Guest Columnist

Modernize Iowa's economic incentives

The system worked in the '80s for large manufacturing operations, but not for tech companies in 2020

Mark Nolte, left, lead a discussion in the Regionalism and Workforce track during the Iowa Ideas symposium at Hotel Kirk
Mark Nolte, left, lead a discussion in the Regionalism and Workforce track during the Iowa Ideas symposium at Hotel Kirkwood in Cedar Rapids on Tuesday, Feb. 28, 2017. (Liz Martin/The Gazette)

While there is much to be concerned about with how our state gets through this pandemic, if we allow ourselves to look ahead there are opportunities for new business and job creation on the horizon. Existing companies will be poised to grow and expand, and new ventures will emerge.

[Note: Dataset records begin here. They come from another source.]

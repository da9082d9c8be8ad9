//! Error types for fault storage

use thiserror::Error;

/// Result type for store operations
pub type StoreResult<T> = Result<T, StoreError>;

/// Errors returned by a [`FaultStore`](crate::store::FaultStore)
#[derive(Debug, Error)]
pub enum StoreError {
    /// No fault with this id
    #[error("Fault not found: {0}")]
    FaultNotFound(i64),

    /// No active fault for a room
    #[error("No active fault for floor {floor}, room {room}")]
    NoActiveFault { floor: i32, room: i32 },

    /// Invalid parameter or request
    #[error("Invalid request: {0}")]
    InvalidRequest(String),

    /// Internal error
    #[error("Internal error: {0}")]
    Internal(String),
}

impl StoreError {
    /// Returns the HTTP status code for this error
    pub fn status_code(&self) -> u16 {
        match self {
            StoreError::FaultNotFound(_) => 404,
            StoreError::NoActiveFault { .. } => 404,
            StoreError::InvalidRequest(_) => 400,
            StoreError::Internal(_) => 500,
        }
    }
}
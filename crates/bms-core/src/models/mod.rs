//! Shared data models for the monitoring service

mod fault;
mod sensor;

pub use fault::*;
pub use sensor::*;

Iowa, for many reasons, will have opportunities to recognize some of this post-COVID boom if we have the right approach to economic development and the right tools in the toolbox. Incentives for companies should never be the main driver for why a business starts or locates here, but they do play a role in the decision-making process in a competitive

landscape.

Iowa has a very traditional and somewhat rigid incentive model that was based on a different era. For example, for many projects to qualify for incentives a calculation of job creation and capital investment is used. This worked in the ’80s for large manufacturing operations that brought with them both jobs and investment.

The challenge today is that modern manufacturing might have high investment, but not create many jobs. Conversely, tech companies have the potential to create many very high-paying jobs in leased office space and thus provide limited capital investment. Our current model does not make Iowa as attractive as other states for either end of these scenarios. This is a challenge at the state and local level as generally tax increment financing is the only real tool at the city level, which, again, is modeled to favor companies building big buildings and not the realities of a new economy that is going to be more remote, lean and flexible in terms of their space needs.

Our Legislature will have no shortage of issues to contend with in its next session, but I do hope legislators continue to work with Iowa Economic Development Authority Director Debi Durham and her team to keep evaluating how to make our state competitive with flexible and adaptive incentive tools to encourage Iowans to start and grow businesses here as well as attract business from higher- cost states.

Mark Nolte of Iowa City is the former CEO of the Iowa City Area Development Group.